Foods that contain additives or other toxic compounds contribute to the changes of the oral pH levels. All forms of simple sugars accelerate the build up of plaque. Cavities are usually golden brown in color and tend to cause toothaches or mild pain.

Streptococcus Pneumoniae

Streptococcus pneumoniae, more commonly known simply as streptococcus, is a bacterium recognized to cause both pneumonia and meningitis in humans. Some less common infections also caused by this bacteria include, but are not limited to, septic arthritis, brain abscesses, and sinusitis.

Streptococcus Pyogenes

Streptococcus pyogenes is a Gram-positive bacteria that is the cause of Group A streptococcal infections. S. pyogenes are one of the most common pathogens in humans, and can cause many human diseases – ranging from minor skin irritations to severe systemic infections. Of the six-hundred-fifty-thousand severe infections reported each year it is estimated that twenty-five percent are fatal.

Treponema Pallidum

The Treponema pallidum bacteria infect victims with the venereal disease known as syphilis, as well as the diseases pinta, yaws, and bejel.

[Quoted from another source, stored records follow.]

//! optimake - OPTIMADE ARCHIVE CONVERTER
//!
//! 설정 파일(`optimade.yaml`)이 딸린 원시 데이터 아카이브를 하나의
//! OPTIMADE JSONL 파일로 변환하는 라이브러리 및 CLI 도구입니다.
//!
//! # 파이프라인
//!
//! 설정 로드 → 압축 해제 → 경로 매칭 → 파서/컨버터 디스패치 → ID 생성 →
//! 속성 병합 → JSONL 기록
//!
//! # 주요 기능
//!
//! - 📦 **압축 해제**: zip / tar(.gz, .bz2) / 단일 gz, bz2 파일
//! - 🔍 **패턴 매칭**: glob 패턴과 정확한 경로로 엔트리 파일 선택
//! - 🔌 **플러그인 파서**: 엔트리 타입별 파서/컨버터를 순서대로 시도
//! - 🏷️ **읽기 쉬운 ID**: 파일 경로의 공통 부분을 제거한 짧은 ID
//! - 🧾 **속성 병합**: CSV 속성 테이블을 ID로 맞춰 타입 변환 후 병합
//! - ⚠️ **경고 수집**: 누락/불일치는 치명적 에러 대신 경고로 반환
//!
//! # 예제
//!
//! ```no_run
//! use optimake::{convert_archive, ConvertOptions, ParserRegistry};
//! use std::path::Path;
//!
//! let conversion = convert_archive(
//!     Path::new("./archive"),
//!     &ConvertOptions::new().with_provider_prefix("odbx"),
//!     &ParserRegistry::with_defaults(),
//! )?;
//! println!("{}", conversion.jsonl_path.display());
//! # Ok::<(), optimake::OptimakeError>(())
//! ```

pub mod cli;
pub mod config;
pub mod convert;
pub mod diagnostics;
pub mod entries;
pub mod error;
pub mod ids;
pub mod inflate;
pub mod logger;
pub mod parsers;
pub mod pattern;
pub mod properties;
pub mod registry;
pub mod schema;
pub mod stats;
pub mod writer;

// Re-exports for convenient access
pub use cli::Args;
pub use config::{Config, EntryConfig, ParsedFiles, PropertyDefinition, PropertyType};
pub use convert::{convert_archive, Conversion, ConvertOptions};
pub use diagnostics::{Diagnostics, Warning};
pub use entries::Entry;
pub use error::{ErrorKind, OptimakeError, Result};
pub use ids::derive_unique_ids;
pub use registry::{
    AlternateSource, Converted, EntryAdapter, EntryConverter, EntryParser, Parsed, ParserRegistry,
    PropertyParser,
};
pub use stats::{format_bytes, Statistics};
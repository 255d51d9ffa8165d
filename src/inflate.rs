//! 아카이브 압축 해제 모듈
//!
//! 설정에서 참조한 압축 파일을 원본 옆에 그대로 풀어 놓습니다.
//!
//! - `.zip` : 부모 폴더에 전체 추출
//! - 접미사에 `.tar`가 포함된 파일 : 압축 방식(gzip/bzip2/없음)을 자동 감지하여 전체 추출
//! - 단일 `.gz` / `.bz2` : 고정 크기 청크로 스트리밍 해제, 압축 접미사를 뗀 이름으로 저장
//!
//! 이미 풀려 있는지 확인하지 않습니다. 건너뛰기 판단은 호출자의 몫입니다.

use bzip2::read::MultiBzDecoder;
use flate2::read::MultiGzDecoder;
use std::fs::File;
use std::io::{BufRead, BufReader, Read, Write};
use std::path::{Path, PathBuf};
use tracing::{debug, info};

use crate::error::{OptimakeError, Result};

/// 단일 파일 압축 해제 시 한 번에 읽는 크기 (10MB)
pub const CHUNK_SIZE: usize = 10 * 1024 * 1024;

/// 압축 파일 형식
#[derive(Debug, Clone, Copy, PartialEq, Eq)]
pub enum ArchiveFormat {
    Zip,
    Tar,
    Gzip,
    Bzip2,
    /// 압축 파일이 아님 (그대로 둠)
    Plain,
}

impl ArchiveFormat {
    /// 파일 이름의 접미사로 형식 판단
    pub fn from_path(path: &Path) -> Self {
        let suffixes = suffixes(path);
        match suffixes.last().map(String::as_str) {
            Some("zip") => ArchiveFormat::Zip,
            _ if suffixes.iter().any(|s| s == "tar") => ArchiveFormat::Tar,
            Some("gz") => ArchiveFormat::Gzip,
            Some("bz2") => ArchiveFormat::Bzip2,
            _ => ArchiveFormat::Plain,
        }
    }
}

/// tar 스트림의 압축 방식 (매직 바이트로 감지)
#[derive(Debug, Clone, Copy, PartialEq, Eq)]
enum TarCompression {
    Gzip,
    Bzip2,
    None,
}

impl TarCompression {
    fn sniff(header: &[u8]) -> Self {
        if header.starts_with(&[0x1f, 0x8b]) {
            TarCompression::Gzip
        } else if header.starts_with(b"BZh") {
            TarCompression::Bzip2
        } else {
            TarCompression::None
        }
    }
}

/// 아카이브 안의 압축 파일 하나를 제자리에서 해제
///
/// # Arguments
/// * `archive_root` - 아카이브 루트 폴더
/// * `data_path` - 루트 기준 상대 경로 (또는 절대 경로)
///
/// # Returns
/// 해제된 파일 형식
pub fn inflate_archive(archive_root: &Path, data_path: &Path) -> Result<ArchiveFormat> {
    let real_path = archive_root.join(data_path);
    if !real_path.exists() {
        return Err(OptimakeError::ArchiveNotFound { path: real_path });
    }

    let format = ArchiveFormat::from_path(&real_path);
    let parent = real_path
        .parent()
        .map(Path::to_path_buf)
        .unwrap_or_else(|| archive_root.to_path_buf());

    match format {
        ArchiveFormat::Zip => extract_zip(&real_path, &parent)?,
        ArchiveFormat::Tar => extract_tar(&real_path, &parent)?,
        ArchiveFormat::Gzip => {
            let reader = MultiGzDecoder::new(open(&real_path)?);
            decompress_single(&real_path, reader)?;
        }
        ArchiveFormat::Bzip2 => {
            let reader = MultiBzDecoder::new(open(&real_path)?);
            decompress_single(&real_path, reader)?;
        }
        ArchiveFormat::Plain => {
            debug!(path = %real_path.display(), "not a compressed file, leaving as is");
            return Ok(format);
        }
    }

    info!(path = %real_path.display(), ?format, "inflated archive");
    Ok(format)
}

fn open(path: &Path) -> Result<File> {
    File::open(path).map_err(|e| OptimakeError::io(path, e))
}

fn inflate_error(path: &Path, reason: impl std::fmt::Display) -> OptimakeError {
    OptimakeError::Inflate {
        path: path.to_path_buf(),
        reason: reason.to_string(),
    }
}

fn extract_zip(path: &Path, target: &Path) -> Result<()> {
    let mut archive = zip::ZipArchive::new(open(path)?).map_err(|e| inflate_error(path, e))?;
    archive.extract(target).map_err(|e| inflate_error(path, e))
}

fn extract_tar(path: &Path, target: &Path) -> Result<()> {
    let mut reader = BufReader::new(open(path)?);
    let compression = TarCompression::sniff(reader.fill_buf().map_err(|e| inflate_error(path, e))?);
    debug!(path = %path.display(), ?compression, "extracting tar archive");

    let result = match compression {
        TarCompression::Gzip => tar::Archive::new(MultiGzDecoder::new(reader)).unpack(target),
        TarCompression::Bzip2 => tar::Archive::new(MultiBzDecoder::new(reader)).unpack(target),
        TarCompression::None => tar::Archive::new(reader).unpack(target),
    };
    result.map_err(|e| inflate_error(path, e))
}

/// 압축된 단일 파일을 청크 단위로 읽어서 접미사를 뗀 경로에 저장
fn decompress_single<R: Read>(path: &Path, mut reader: R) -> Result<PathBuf> {
    let output_path = path.with_extension("");
    let mut output =
        File::create(&output_path).map_err(|e| OptimakeError::io(&output_path, e))?;

    let mut chunk = vec![0u8; CHUNK_SIZE];
    loop {
        let n = reader.read(&mut chunk).map_err(|e| inflate_error(path, e))?;
        if n == 0 {
            break;
        }
        output
            .write_all(&chunk[..n])
            .map_err(|e| OptimakeError::io(&output_path, e))?;
    }
    output.flush().map_err(|e| OptimakeError::io(&output_path, e))?;

    Ok(output_path)
}

/// 파일 이름의 접미사 목록 (예: `data.tar.gz` → `["tar", "gz"]`)
fn suffixes(path: &Path) -> Vec<String> {
    let Some(name) = path.file_name().and_then(|n| n.to_str()) else {
        return Vec::new();
    };
    name.trim_start_matches('.')
        .split('.')
        .skip(1)
        .map(|s| s.to_ascii_lowercase())
        .collect()
}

Bejel infects the skin of its victims, but is not spread by sexual contact, instead it is caused by oral contact or by the joint use of personal eating utensils. The infection begins in the mouth as a mucous patch and then moves on to the arms, legs, and trunk. The infection may create a swelling and inflammation of the person’s leg bones, as well as gummas – broad lesions – on the soft palate and nose.

Pinta is caused by the Treponema pallidum carateum bacteria. The skin problem here is the formation of a papule, which presents itself somewhere on the skin after contact with the bacteria, usually skin to skin contact. After several months, the papule becomes dry and flaky and the skin all over the entire body breaks out in “pintids” (flattened lesions). Some people will suffer from pigment changes.

Yaws, an infection induced by Treponema pallidum pertenue, attacks the joints, skin, and bones of its carriers.

Syphilis comes about through sexual contact with lesions that carry the infection or the bacteria. This can also pass from mother to child during pregnancy or birth. The first sign of is a chancre sore, which is a somewhat hardened sore place on the skin that causes little or no pain or itching, yet looks very sore. The next stage of this infection is a rash all over the bottoms of the feet and palms. Syphilis can reach a latent stage where there are no symptoms, then escalate into a tertiary stage, resulting in neurological problems, sore and inflamed gummas, and heart problems.

Vibrio Cholerae

Vibrio cholerae is a type gram-negative bacteria. While not all strains of this organism are pathogenic, some can cause the disease cholera.
Cholera is not common in the United States today and is mostly prevalent in Africa and Asia, where it is particularly deadly. The disease is a zoonosis, meaning that it remains in an animal source. The disease is usually acquired from drinking contaminated water either by the shellfish or by fecal matter from an individual with the disease.

When contracting cholera, the disease usually manifests itself in diarrhea. In some severe cases, the fluid loss may be extreme, with the patient losing almost one liter of fluid an hour. This loss can cause the patient to go into shock and die in a few hours.

Yersinia Pestis

Yersinia pestis is a Gram-negative bacteria with three main forms relevant to human illnesses, all of which have great medical significance. Yersinia pestis has a very high virulence rating, or ability to cause disease in its host. One example of the bacteria’s main forms of transmission is through skin penetrating flea bites.

One of the most notorious instances of Yersinia pestis outbreak occurred in Europe in the mid 1300s, widely known as the Black Plague. Another well-known illness caused by the bacteria is pneumonic plague, and although it is rarer, is significantly more virulent than the bubonic plague. Symptoms include fever, shortness of breath, chest pain, and even bloody saliva.

The third main illness caused by Yersinia pestis is called septicemic plague, an infection of the blood. This form of the plague is the most uncommon, although possibly the most devastating. Symptoms include vomiting, fever, diarrhea, and abdominal pain, followed by rapid organ failure and death.